How can the federal government be prevented from usurping powers that the Constitution doesn’t grant to it? It’s an alarming fact that few Americans ask
this question anymore.
Our ultimate defense against the federal government is the right of secession. Yes, most people assume that the Civil War settled that. But superior force proves
nothing. If there was a right of secession before that war, it should be just as valid now. It wasn’t negated because Northern munitions factories were more efficient
than Southern ones.
Among the Founding Fathers there was no doubt. The United States had just seceded from the British Empire, exercising the right of the people to “alter or
abolish” — by force, if necessary — a despotic government. The Declaration of Independence is the most famous act of secession in our history, though modern
rhetoric makes “secession” sound somehow different from, and more sinister than, claiming independence.
The original 13 states formed a “Confederation,” under which each state retained its “sovereignty, freedom, and independence.” The Constitution didn’t change
this; each sovereign state was free to reject the Constitution. The new powers of the federal government were “granted” and “delegated” by the states, which implies
that the states were prior and superior to the federal government.
Even in The Federalist, the brilliant propaganda papers for ratification of the Constitution (largely written by Alexander Hamilton and James Madison), the
United States are constantly referred to as “the Confederacy” and “a confederate republic,” as opposed to a single “consolidated” or monolithic state. Members of a
“confederacy” are by definition free to withdraw from it.
Hamilton and Madison hoped secession would never happen, but they never denied that it was a right and a practical possibility. They envisioned the people
taking arms against the federal government if it exceeded its delegated powers or invaded their rights, and they admitted that this would be justified. Secession,
including the resort to arms, was the final remedy against tyranny. (This is the real point of the Second Amendment.)

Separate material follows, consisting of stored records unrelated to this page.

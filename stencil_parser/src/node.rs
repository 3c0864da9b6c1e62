//! Template document parsing.
//!
//! A source string is split on the configured delimiters into literal text,
//! variable chunks and tag chunks. Tags with bodies are tracked on an open
//! stack; a top-level `block` additionally registers itself into the
//! document's block map so the inheritance resolver can find it without
//! walking the tree.

use std::collections::HashMap;

use regex::Regex;

use crate::expr::Expr;
use crate::lexer;
use crate::{
    AutoEscape, FilterSet, ParseError, ParseHost, Syntax, TagContext, TagSet, TokenParser,
};

/// A node of the parsed template tree.
#[derive(Debug, Clone, PartialEq)]
pub enum Node {
    Text(String),
    /// A `{{ ... }}` output expression.
    Output { expr: Expr, line: usize },
    Tag(TagNode),
}

#[derive(Debug, Clone, PartialEq)]
pub struct TagNode {
    pub name: String,
    pub args: Vec<Arg>,
    pub content: Vec<Node>,
    pub ends: bool,
    pub block_level: bool,
    pub line: usize,
}

/// A parsed tag argument. The shape is tag-specific; each tag documents the
/// argument layout its renderer expects.
#[derive(Debug, Clone, PartialEq)]
pub enum Arg {
    Expr(Expr),
    /// A bare word: block names, loop variables, macro parameters.
    Ident(String),
    /// An unquoted string literal, e.g. a template path.
    Str(String),
    /// Assignment target path for `set`.
    Target(Vec<String>),
    /// Assignment operator for `set` (`=`, `+=`, ...).
    Op(String),
    /// A keyword flag such as `only` or `ignore_missing`.
    Flag(&'static str),
    /// Macro definitions captured by `import`.
    Macros(Vec<MacroDef>),
}

#[derive(Debug, Clone, PartialEq)]
pub struct MacroDef {
    pub name: String,
    pub params: Vec<String>,
    pub body: Vec<Node>,
}

/// A fully parsed template file, before inheritance resolution.
#[derive(Debug, Clone, Default, PartialEq)]
pub struct Document {
    /// Path named by an `extends` tag, if any.
    pub parent: Option<String>,
    pub nodes: Vec<Node>,
    /// Top-level blocks by name.
    pub blocks: HashMap<String, TagNode>,
}

/// Per-parse configuration.
pub struct ParseSettings<'a> {
    pub syntax: &'a Syntax,
    pub autoescape: AutoEscape,
    pub filename: Option<&'a str>,
}

impl Document {
    pub fn parse(
        source: &str,
        settings: &ParseSettings<'_>,
        tags: &dyn TagSet,
        filters: &dyn FilterSet,
        host: &dyn ParseHost,
    ) -> Result<Document, ParseError> {
        settings.syntax.validate()?;
        let src = source.replace("\r\n", "\n");
        let splitter = splitter(settings.syntax);

        let mut parser = DocParser {
            settings,
            tags,
            filters,
            host,
            line: 1,
            parent: None,
            nodes: Vec::new(),
            blocks: HashMap::new(),
            stack: Vec::new(),
            in_raw: false,
            escape: settings.autoescape,
            strip_next: false,
        };

        let mut last = 0;
        for m in splitter.find_iter(&src) {
            let text = &src[last..m.start()];
            parser.text(text);
            parser.line += newlines(text);
            let chunk = m.as_str();
            parser.chunk(chunk)?;
            parser.line += newlines(chunk);
            last = m.end();
        }
        parser.text(&src[last..]);

        if let Some(open) = parser.stack.last() {
            return Err(ParseError::new(
                format!("Unexpected end of template; expecting \"end{}\"", open.name),
                Some(parser.line),
                settings.filename,
            ));
        }

        Ok(Document {
            parent: parser.parent,
            nodes: parser.nodes,
            blocks: parser.blocks,
        })
    }
}

fn splitter(syntax: &Syntax) -> Regex {
    let pattern = format!(
        "(?s){co}.*?{cc}|{bo}.*?{bc}|{eo}.*?{ec}",
        co = regex::escape(&syntax.comment_start),
        cc = regex::escape(&syntax.comment_end),
        bo = regex::escape(&syntax.block_start),
        bc = regex::escape(&syntax.block_end),
        eo = regex::escape(&syntax.expr_start),
        ec = regex::escape(&syntax.expr_end),
    );
    Regex::new(&pattern).expect("delimiters escape to a valid pattern")
}

fn newlines(s: &str) -> usize {
    s.bytes().filter(|b| *b == b'\n').count()
}

enum ChunkKind {
    Var,
    Tag,
    Comment,
}

struct DocParser<'a> {
    settings: &'a ParseSettings<'a>,
    tags: &'a dyn TagSet,
    filters: &'a dyn FilterSet,
    host: &'a dyn ParseHost,
    line: usize,
    parent: Option<String>,
    nodes: Vec<Node>,
    blocks: HashMap<String, TagNode>,
    stack: Vec<TagNode>,
    in_raw: bool,
    escape: AutoEscape,
    strip_next: bool,
}

impl DocParser<'_> {
    fn err(&self, msg: impl Into<String>) -> ParseError {
        ParseError::new(msg, Some(self.line), self.settings.filename)
    }

    fn sink(&mut self) -> &mut Vec<Node> {
        match self.stack.last_mut() {
            Some(top) => &mut top.content,
            None => &mut self.nodes,
        }
    }

    fn text(&mut self, text: &str) {
        let text = if self.strip_next && !self.in_raw {
            self.strip_next = false;
            text.trim_start()
        } else {
            text
        };
        if !text.is_empty() {
            self.sink().push(Node::Text(text.to_owned()));
        }
    }

    fn push_tag(&mut self, node: TagNode) {
        if self.stack.is_empty() && node.name == "block" {
            if let Some(Arg::Ident(name)) = node.args.first() {
                self.blocks.insert(name.clone(), node.clone());
            }
        }
        self.sink().push(Node::Tag(node));
    }

    fn strip_previous_text(&mut self) {
        if let Some(Node::Text(t)) = self.sink().last_mut() {
            let stripped = t.trim_end().to_owned();
            *t = stripped;
        }
    }

    fn chunk(&mut self, chunk: &str) -> Result<(), ParseError> {
        let syntax = self.settings.syntax;
        let (kind, open, close) = if chunk.starts_with(&syntax.comment_start) {
            (ChunkKind::Comment, &syntax.comment_start, &syntax.comment_end)
        } else if chunk.starts_with(&syntax.block_start) {
            (ChunkKind::Tag, &syntax.block_start, &syntax.block_end)
        } else {
            (ChunkKind::Var, &syntax.expr_start, &syntax.expr_end)
        };

        let mut inner = &chunk[open.len()..chunk.len() - close.len()];
        let strip_before = inner.starts_with('-');
        if strip_before {
            inner = &inner[1..];
        }
        let strip_after = inner.ends_with('-');
        if strip_after {
            inner = &inner[..inner.len() - 1];
        }
        let inner = inner.trim();

        if self.in_raw {
            // Everything inside raw passes through verbatim, except the
            // closing endraw tag itself.
            if matches!(kind, ChunkKind::Tag) && inner == "endraw" {
                return self.close_tag("raw", strip_before, strip_after);
            }
            self.sink().push(Node::Text(chunk.to_owned()));
            return Ok(());
        }

        match kind {
            ChunkKind::Comment => Ok(()),
            ChunkKind::Var => {
                if strip_before {
                    self.strip_previous_text();
                }
                if strip_after {
                    self.strip_next = true;
                }
                let tokens = lexer::read(inner);
                let expr = TokenParser::new(
                    tokens,
                    self.filters,
                    self.escape,
                    self.line,
                    self.settings.filename,
                )
                .parse()?;
                let line = self.line;
                self.sink().push(Node::Output { expr, line });
                Ok(())
            }
            ChunkKind::Tag => {
                if let Some(name) = inner.strip_prefix("end") {
                    let name = name.split_whitespace().next().unwrap_or(name).to_owned();
                    self.close_tag(&name, strip_before, strip_after)
                } else {
                    self.open_tag(inner, strip_before, strip_after)
                }
            }
        }
    }

    fn close_tag(
        &mut self,
        name: &str,
        strip_before: bool,
        strip_after: bool,
    ) -> Result<(), ParseError> {
        match self.stack.last() {
            Some(top) if top.name == name => {}
            _ => return Err(self.err(format!("Unexpected end of tag \"{name}\""))),
        }
        let mut node = self.stack.pop().expect("matched above");
        if strip_before {
            if let Some(Node::Text(t)) = node.content.last_mut() {
                *t = t.trim_end().to_owned();
            }
        }
        if strip_after {
            self.strip_next = true;
        }
        match name {
            "autoescape" => self.escape = self.settings.autoescape,
            "raw" => self.in_raw = false,
            _ => {}
        }
        self.push_tag(node);
        Ok(())
    }

    fn open_tag(
        &mut self,
        inner: &str,
        strip_before: bool,
        strip_after: bool,
    ) -> Result<(), ParseError> {
        if strip_before {
            self.strip_previous_text();
        }
        if strip_after {
            self.strip_next = true;
        }

        let (name, rest) = match inner.find(char::is_whitespace) {
            Some(at) => (&inner[..at], inner[at..].trim()),
            None => (inner, ""),
        };

        let tokens = lexer::read(rest);
        let mut parser = TokenParser::new(
            tokens,
            self.filters,
            AutoEscape::Off,
            self.line,
            self.settings.filename,
        );
        let mut ctx = TagContext {
            line: self.line,
            filename: self.settings.filename.map(str::to_owned),
            open_tag: self.stack.last().map(|t| t.name.clone()),
            autoescape: self.settings.autoescape,
            host: self.host,
        };

        let meta = match self.tags.parse_tag(name, &mut parser, &mut ctx) {
            Some(result) => result?,
            None => return Err(self.err(format!("Unexpected tag \"{name}\""))),
        };

        if name == "extends" {
            if self.parent.is_some() {
                return Err(self.err("Only one extends tag may be used per template"));
            }
            match meta.args.first() {
                Some(Arg::Str(path)) => self.parent = Some(path.clone()),
                _ => return Err(self.err("Unexpected tag \"extends\"")),
            }
            return Ok(());
        }

        if name == "autoescape" {
            self.escape = match meta.args.first() {
                Some(Arg::Ident(mode)) => match mode.as_str() {
                    "false" => AutoEscape::Off,
                    "js" => AutoEscape::Js,
                    _ => AutoEscape::Html,
                },
                _ => self.settings.autoescape,
            };
        }

        let node = TagNode {
            name: name.to_owned(),
            args: meta.args,
            content: Vec::new(),
            ends: meta.ends,
            block_level: meta.block_level,
            line: self.line,
        };

        if node.name == "raw" {
            self.in_raw = true;
        }

        if node.ends {
            self.stack.push(node);
        } else {
            self.push_tag(node);
        }
        Ok(())
    }
}

#[cfg(test)]
mod tests {
    use super::*;

    struct NoFilters;

    impl FilterSet for NoFilters {
        fn has_filter(&self, _: &str) -> bool {
            true
        }
        fn is_safe(&self, name: &str) -> bool {
            name == "safe" || name == "raw"
        }
    }

    struct NoTags;

    impl TagSet for NoTags {
        fn parse_tag(
            &self,
            _: &str,
            _: &mut TokenParser<'_>,
            _: &mut TagContext<'_>,
        ) -> Option<Result<crate::TagMeta, ParseError>> {
            None
        }
    }

    struct NoHost;

    impl ParseHost for NoHost {
        fn parse_file(&self, path: &str, _: Option<&str>) -> Result<Document, ParseError> {
            Err(ParseError::new(
                format!("Unable to load template {path}"),
                None,
                None,
            ))
        }
    }

    fn parse(source: &str) -> Result<Document, ParseError> {
        let syntax = Syntax::default();
        let settings = ParseSettings {
            syntax: &syntax,
            autoescape: AutoEscape::Off,
            filename: None,
        };
        Document::parse(source, &settings, &NoTags, &NoFilters, &NoHost)
    }

    #[test]
    fn test_plain_text() {
        let doc = parse("hello world").unwrap();
        assert_eq!(doc.nodes, vec![Node::Text("hello world".into())]);
    }

    #[test]
    fn test_comments_are_dropped() {
        let doc = parse("a{# gone #}b").unwrap();
        assert_eq!(
            doc.nodes,
            vec![Node::Text("a".into()), Node::Text("b".into())]
        );
    }

    #[test]
    fn test_variable_node() {
        let doc = parse("{{ name }}").unwrap();
        match &doc.nodes[0] {
            Node::Output { expr, line } => {
                assert_eq!(*expr, Expr::Path(vec!["name".into()]));
                assert_eq!(*line, 1);
            }
            other => panic!("expected output node, got {other:?}"),
        }
    }

    #[test]
    fn test_unknown_tag_errors() {
        let err = parse("{% bogus %}").unwrap_err();
        assert!(err.message().contains("Unexpected tag \"bogus\""));
    }

    #[test]
    fn test_line_numbers_in_errors() {
        let err = parse("a\nb\n{% bogus %}").unwrap_err();
        assert_eq!(err.line(), Some(3));
    }

    #[test]
    fn test_error_display_format() {
        let err = ParseError::new("Unexpected tag \"x\"", Some(4), Some("a.html"));
        assert_eq!(
            err.to_string(),
            "Unexpected tag \"x\" on line 4 in file a.html."
        );
    }
}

Strictly speaking, the states would not be “rebelling,” since they were sovereign; in the Framers’ view, a tyrannical government would be rebelling against the
states and the people, who by defending themselves would merely exercise the paramount political “principle of self- preservation.”
The Constitution itself is silent on the subject, but since secession was an established right, it didn’t have to be reaffirmed. More telling still, even the bitterest
opponents of the Constitution never accused it of denying the right of secession. Three states ratified the Constitution with the provision that they could later secede if
they chose; the other ten states accepted this condition as valid.

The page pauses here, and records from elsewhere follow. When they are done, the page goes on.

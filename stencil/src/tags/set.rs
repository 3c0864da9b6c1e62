//! `set`: assignment into the context.
//!
//! The target may be a dotted path with optional literal bracket segments.
//! Compound operators read the current value first; assignment lands in
//! the scope that already defines the variable, or the root scope.

use stencil_parser::expr::unquote;
use stencil_parser::node::{Arg, TagNode};
use stencil_parser::{ParseError, TagContext, TokenKind, TokenParser};

use crate::error::{Error, Result};
use crate::eval::RenderContext;
use crate::tags::Tag;
use crate::value;

pub(crate) struct SetTag;

impl Tag for SetTag {
    fn parse(
        &self,
        parser: &mut TokenParser<'_>,
        _ctx: &mut TagContext<'_>,
    ) -> std::result::Result<Vec<Arg>, ParseError> {
        let target = parser.expect(TokenKind::Var, "a variable name")?;
        let mut segs: Vec<String> = target.text.split('.').map(str::to_owned).collect();

        loop {
            match parser.peek().map(|t| t.kind) {
                Some(TokenKind::DotKey) => {
                    let tok = parser.next_significant().expect("peeked");
                    segs.push(tok.text);
                }
                Some(TokenKind::BracketOpen) => {
                    parser.next_significant();
                    let key = match parser.next_significant() {
                        Some(tok) if tok.kind == TokenKind::Str => {
                            unquote(&tok.text).to_owned()
                        }
                        Some(tok) if tok.kind == TokenKind::Number => tok.text,
                        _ => {
                            return Err(parser
                                .err("Expected a string or number inside set target brackets"))
                        }
                    };
                    parser.expect(TokenKind::BracketClose, "\"]\"")?;
                    segs.push(key);
                }
                _ => break,
            }
        }

        let op = parser.expect(TokenKind::Assignment, "an assignment operator")?;
        if parser.at_end() {
            return Err(parser.err("No value provided for set"));
        }
        let value = parser.parse_rest()?;
        Ok(vec![Arg::Target(segs), Arg::Op(op.text), Arg::Expr(value)])
    }

    fn render(&self, node: &TagNode, rctx: &mut RenderContext<'_>) -> Result<()> {
        let mut segs = None;
        let mut op = "=";
        let mut expr = None;
        for arg in &node.args {
            match arg {
                Arg::Target(t) => segs = Some(t),
                Arg::Op(o) => op = o,
                Arg::Expr(e) => expr = Some(e),
                _ => {}
            }
        }
        let (segs, expr) = match (segs, expr) {
            (Some(s), Some(e)) => (s, e),
            _ => return Err(Error::Render("malformed set tag".into())),
        };

        let v = rctx.eval(expr)?;
        let out = if op == "=" {
            v
        } else {
            let cur = rctx.scopes.lookup(segs);
            match op {
                "+=" => value::add(&cur, &v),
                "-=" => value::arith(&cur, &v, |x, y| x - y),
                "*=" => value::arith(&cur, &v, |x, y| x * y),
                "/=" => value::arith(&cur, &v, |x, y| x / y),
                other => {
                    return Err(Error::Render(format!(
                        "unsupported assignment operator \"{other}\""
                    )))
                }
            }
        };
        rctx.scopes.assign(segs, out);
        Ok(())
    }
}
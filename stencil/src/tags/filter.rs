//! `filter`: applies a filter to everything its body renders.

use stencil_parser::node::{Arg, TagNode};
use stencil_parser::{ParseError, TagContext, Token, TokenKind, TokenParser};

use serde_json::Value;

use crate::error::{Error, Result};
use crate::eval::{apply_filter, RenderContext};
use crate::tags::Tag;
use crate::value;

pub(crate) struct FilterTag;

impl Tag for FilterTag {
    fn parse(
        &self,
        parser: &mut TokenParser<'_>,
        _ctx: &mut TagContext<'_>,
    ) -> std::result::Result<Vec<Arg>, ParseError> {
        let head = parser
            .next_significant()
            .ok_or_else(|| parser.err("No filter specified"))?;

        let (name, has_args) = match head.kind {
            TokenKind::Var if !head.text.contains('.') => (head.text, false),
            TokenKind::FunctionEmpty => (head.text, false),
            TokenKind::Function => (head.text, true),
            _ => {
                return Err(parser.err(format!(
                    "Unexpected token \"{}\" in filter tag",
                    head.text
                )))
            }
        };
        if !parser.filters().has_filter(&name) {
            return Err(parser.err(format!("Filter \"{name}\" does not exist")));
        }

        let mut args = vec![Arg::Ident(name)];
        if has_args {
            for segment in split_call_args(parser)? {
                args.push(Arg::Expr(parser.subparser(segment).parse_rest()?));
            }
        } else if !parser.at_end() {
            let token = parser.next_significant().expect("checked non-empty");
            return Err(parser.err(format!(
                "Unexpected token \"{}\" in filter tag",
                token.text
            )));
        }
        Ok(args)
    }

    fn ends(&self) -> bool {
        true
    }

    fn render(&self, node: &TagNode, rctx: &mut RenderContext<'_>) -> Result<()> {
        let mut name = None;
        let mut args = Vec::new();
        for arg in &node.args {
            match arg {
                Arg::Ident(n) => name = Some(n.as_str()),
                Arg::Expr(expr) => args.push(rctx.eval(expr)?),
                _ => {}
            }
        }
        let name = name.ok_or_else(|| Error::Render("malformed filter tag".into()))?;

        let captured = rctx.capture(&node.content)?;
        let filtered = apply_filter(name, Value::String(captured), &args, rctx)?;
        let out = value::display(&filtered);
        rctx.write_str(&out);
        Ok(())
    }
}

/// Splits the tokens up to the closing paren of the filter call into
/// comma-separated argument segments, respecting nested brackets.
fn split_call_args(
    parser: &mut TokenParser<'_>,
) -> std::result::Result<Vec<Vec<Token>>, ParseError> {
    let mut segments = Vec::new();
    let mut current: Vec<Token> = Vec::new();
    let mut depth = 0usize;

    loop {
        let token = parser
            .next_significant()
            .ok_or_else(|| parser.err("Unclosed filter arguments"))?;
        match token.kind {
            TokenKind::ParenClose if depth == 0 => {
                if !current.is_empty() {
                    segments.push(current);
                }
                break;
            }
            TokenKind::ParenOpen
            | TokenKind::Function
            | TokenKind::Filter
            | TokenKind::BracketOpen
            | TokenKind::CurlyOpen => {
                depth += 1;
                current.push(token);
            }
            TokenKind::ParenClose | TokenKind::BracketClose | TokenKind::CurlyClose => {
                depth = depth.saturating_sub(1);
                current.push(token);
            }
            TokenKind::Comma if depth == 0 => {
                segments.push(std::mem::take(&mut current));
            }
            _ => current.push(token),
        }
    }

    if !parser.at_end() {
        let token = parser.next_significant().expect("checked non-empty");
        return Err(parser.err(format!(
            "Unexpected token \"{}\" in filter tag",
            token.text
        )));
    }
    Ok(segments)
}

Early in the nineteenth century, some Northerners favored secession to spare their states the ignominy of union with the slave states. Later, others who wanted to
remain in the Union recognized the right of the South to secede; Abraham Lincoln had many of them arrested as “traitors.” According to his ideology, an entire state
could be guilty of “treason” and “rebellion.” The Constitution recognizes no such possibility.

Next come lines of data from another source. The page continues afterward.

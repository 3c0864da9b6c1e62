#![deny(elided_lifetimes_in_paths)]
#![deny(unreachable_pub)]

//! Output escapers used by the stencil template engine.
//!
//! An [`Escaper`] writes a string with unsafe characters replaced. [`Html`]
//! covers HTML body/attribute contexts, [`Js`] escapes for embedding inside
//! JavaScript string literals.

use std::fmt::{self, Display, Formatter, Write};

pub trait Escaper {
    fn write_escaped<W>(&self, fmt: W, string: &str) -> fmt::Result
    where
        W: Write;
}

/// Wraps a string so that it displays escaped through the given escaper.
pub fn escape<E>(string: &str, escaper: E) -> Escaped<'_, E>
where
    E: Escaper,
{
    Escaped { string, escaper }
}

#[derive(Debug)]
pub struct Escaped<'a, E>
where
    E: Escaper,
{
    string: &'a str,
    escaper: E,
}

impl<E> Display for Escaped<'_, E>
where
    E: Escaper,
{
    fn fmt(&self, fmt: &mut Formatter<'_>) -> fmt::Result {
        self.escaper.write_escaped(fmt, self.string)
    }
}

#[derive(Debug, Clone, Copy)]
pub struct Html;

impl Escaper for Html {
    fn write_escaped<W>(&self, mut fmt: W, string: &str) -> fmt::Result
    where
        W: Write,
    {
        let mut last = 0;
        for (index, byte) in string.bytes().enumerate() {
            let escaped = match byte {
                b'<' => Some("&lt;"),
                b'>' => Some("&gt;"),
                b'&' => Some("&amp;"),
                b'"' => Some("&quot;"),
                b'\'' => Some("&#39;"),
                _ => None,
            };
            if let Some(escaped) = escaped {
                fmt.write_str(&string[last..index])?;
                fmt.write_str(escaped)?;
                last = index + 1;
            }
        }
        fmt.write_str(&string[last..])
    }
}

/// Escapes a string for interpolation into a JavaScript string literal.
///
/// Control characters become `\u00XX`; backslashes and the characters that
/// could terminate a script context get fixed `\uXXXX` replacements.
#[derive(Debug, Clone, Copy)]
pub struct Js;

impl Escaper for Js {
    fn write_escaped<W>(&self, mut fmt: W, string: &str) -> fmt::Result
    where
        W: Write,
    {
        for c in string.chars() {
            let escaped = match c {
                '\\' => Some("\\u005C"),
                '&' => Some("\\u0026"),
                '<' => Some("\\u003C"),
                '>' => Some("\\u003E"),
                '\'' => Some("\\u0027"),
                '"' => Some("\\u0022"),
                '=' => Some("\\u003D"),
                '-' => Some("\\u002D"),
                ';' => Some("\\u003B"),
                _ => None,
            };
            match escaped {
                Some(escaped) => fmt.write_str(escaped)?,
                None if (c as u32) < 32 => write!(fmt, "\\u{:04X}", c as u32)?,
                None => fmt.write_char(c)?,
            }
        }
        Ok(())
    }
}

#[cfg(test)]
mod tests {
    use super::*;

    #[test]
    fn test_escape_html() {
        assert_eq!(escape("", Html).to_string(), "");
        assert_eq!(escape("<&>", Html).to_string(), "&lt;&amp;&gt;");
        assert_eq!(escape("bla&", Html).to_string(), "bla&amp;");
        assert_eq!(escape("<foo", Html).to_string(), "&lt;foo");
        assert_eq!(escape("bla&h", Html).to_string(), "bla&amp;h");
        assert_eq!(escape("\"'", Html).to_string(), "&quot;&#39;");
    }

    #[test]
    fn test_escape_js() {
        assert_eq!(escape("\"quoted\"", Js).to_string(), "\\u0022quoted\\u0022");
        assert_eq!(escape("a\nb", Js).to_string(), "a\\u000Ab");
        assert_eq!(escape("<script>", Js).to_string(), "\\u003Cscript\\u003E");
        assert_eq!(escape("x\\y", Js).to_string(), "x\\u005Cy");
    }
}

Long before he ran for president, Lincoln himself had twice affirmed the right of secession and even armed revolution. His scruples changed when he came to
power. Only a few weeks after taking office, he wrote an order for the arrest of Chief Justice Roger Taney, who had attacked his unconstitutional suspension of
habeas corpus. His most recent biographer has said that during Lincoln’s administration there were “greater infringements on individual liberties than in any other
period in American history.”
As a practical matter, the Civil War established the supremacy of the federal government over the formerly sovereign states. The states lost any power of resisting
the federal government’s usurpations, and the long decline toward a totally consolidated central government began.